**Try it:**
Scan the lines below for the string "notices" and copy every one that has it.

Stored items

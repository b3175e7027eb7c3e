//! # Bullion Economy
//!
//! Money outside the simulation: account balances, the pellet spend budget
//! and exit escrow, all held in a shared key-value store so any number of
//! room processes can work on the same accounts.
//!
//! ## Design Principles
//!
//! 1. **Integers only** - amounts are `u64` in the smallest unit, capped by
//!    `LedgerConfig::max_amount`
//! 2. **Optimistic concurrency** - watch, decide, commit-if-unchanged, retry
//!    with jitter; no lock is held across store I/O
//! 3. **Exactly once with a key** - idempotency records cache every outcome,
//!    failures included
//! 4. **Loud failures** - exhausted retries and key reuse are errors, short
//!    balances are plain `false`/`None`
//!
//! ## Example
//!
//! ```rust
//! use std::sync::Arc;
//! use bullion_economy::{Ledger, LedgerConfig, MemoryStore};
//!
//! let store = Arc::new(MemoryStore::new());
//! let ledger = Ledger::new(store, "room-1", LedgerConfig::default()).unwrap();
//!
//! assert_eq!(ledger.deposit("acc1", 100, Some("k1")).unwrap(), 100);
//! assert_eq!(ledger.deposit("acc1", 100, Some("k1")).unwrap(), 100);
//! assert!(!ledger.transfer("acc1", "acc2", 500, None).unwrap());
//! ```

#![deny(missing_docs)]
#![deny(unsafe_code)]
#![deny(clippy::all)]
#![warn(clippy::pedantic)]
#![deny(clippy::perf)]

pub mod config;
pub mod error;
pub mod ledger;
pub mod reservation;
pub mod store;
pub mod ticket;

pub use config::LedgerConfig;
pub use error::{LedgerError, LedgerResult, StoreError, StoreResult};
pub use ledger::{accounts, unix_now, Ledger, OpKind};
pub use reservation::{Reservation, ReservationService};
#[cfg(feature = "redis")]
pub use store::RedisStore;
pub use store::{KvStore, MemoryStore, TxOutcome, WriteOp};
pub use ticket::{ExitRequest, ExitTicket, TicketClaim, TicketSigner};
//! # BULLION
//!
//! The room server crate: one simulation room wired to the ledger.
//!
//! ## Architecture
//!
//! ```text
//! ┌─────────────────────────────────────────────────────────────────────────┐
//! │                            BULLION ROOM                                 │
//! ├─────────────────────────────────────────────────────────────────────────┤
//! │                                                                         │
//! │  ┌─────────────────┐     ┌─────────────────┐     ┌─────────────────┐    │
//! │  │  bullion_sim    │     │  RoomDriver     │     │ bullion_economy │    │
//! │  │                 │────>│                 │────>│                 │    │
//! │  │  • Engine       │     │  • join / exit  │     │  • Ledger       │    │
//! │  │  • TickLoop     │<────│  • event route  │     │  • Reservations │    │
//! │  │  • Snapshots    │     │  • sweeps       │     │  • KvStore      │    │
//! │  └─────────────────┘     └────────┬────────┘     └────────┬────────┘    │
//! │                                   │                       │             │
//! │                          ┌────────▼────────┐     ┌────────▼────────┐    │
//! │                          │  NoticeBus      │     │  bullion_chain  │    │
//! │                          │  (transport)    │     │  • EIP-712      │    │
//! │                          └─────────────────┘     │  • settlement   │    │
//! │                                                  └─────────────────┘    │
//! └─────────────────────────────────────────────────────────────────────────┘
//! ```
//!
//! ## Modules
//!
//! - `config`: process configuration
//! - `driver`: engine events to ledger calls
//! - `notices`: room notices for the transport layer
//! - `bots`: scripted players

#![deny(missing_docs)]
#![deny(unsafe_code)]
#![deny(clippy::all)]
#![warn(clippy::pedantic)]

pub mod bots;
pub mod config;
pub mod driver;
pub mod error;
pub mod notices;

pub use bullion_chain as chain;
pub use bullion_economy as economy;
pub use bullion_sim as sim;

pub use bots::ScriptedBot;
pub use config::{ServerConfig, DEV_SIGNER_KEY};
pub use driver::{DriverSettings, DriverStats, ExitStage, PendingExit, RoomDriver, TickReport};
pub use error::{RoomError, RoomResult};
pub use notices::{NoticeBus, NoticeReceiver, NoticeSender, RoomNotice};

* * *

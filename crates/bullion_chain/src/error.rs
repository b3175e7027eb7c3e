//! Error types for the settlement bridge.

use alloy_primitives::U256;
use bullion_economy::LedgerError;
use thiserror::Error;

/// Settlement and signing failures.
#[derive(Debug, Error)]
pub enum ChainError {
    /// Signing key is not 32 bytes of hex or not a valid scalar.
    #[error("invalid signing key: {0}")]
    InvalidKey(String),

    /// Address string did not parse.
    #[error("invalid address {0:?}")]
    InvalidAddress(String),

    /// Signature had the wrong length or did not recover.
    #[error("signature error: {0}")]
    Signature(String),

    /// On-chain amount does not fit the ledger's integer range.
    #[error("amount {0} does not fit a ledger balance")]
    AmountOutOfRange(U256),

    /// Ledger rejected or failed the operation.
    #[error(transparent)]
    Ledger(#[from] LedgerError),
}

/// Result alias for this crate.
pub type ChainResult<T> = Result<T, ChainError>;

**Output of the exercise:**
//! - `notices`: room notices for the transport layer
pub mod notices;
pub use notices::{NoticeBus, NoticeReceiver, NoticeSender, RoomNotice};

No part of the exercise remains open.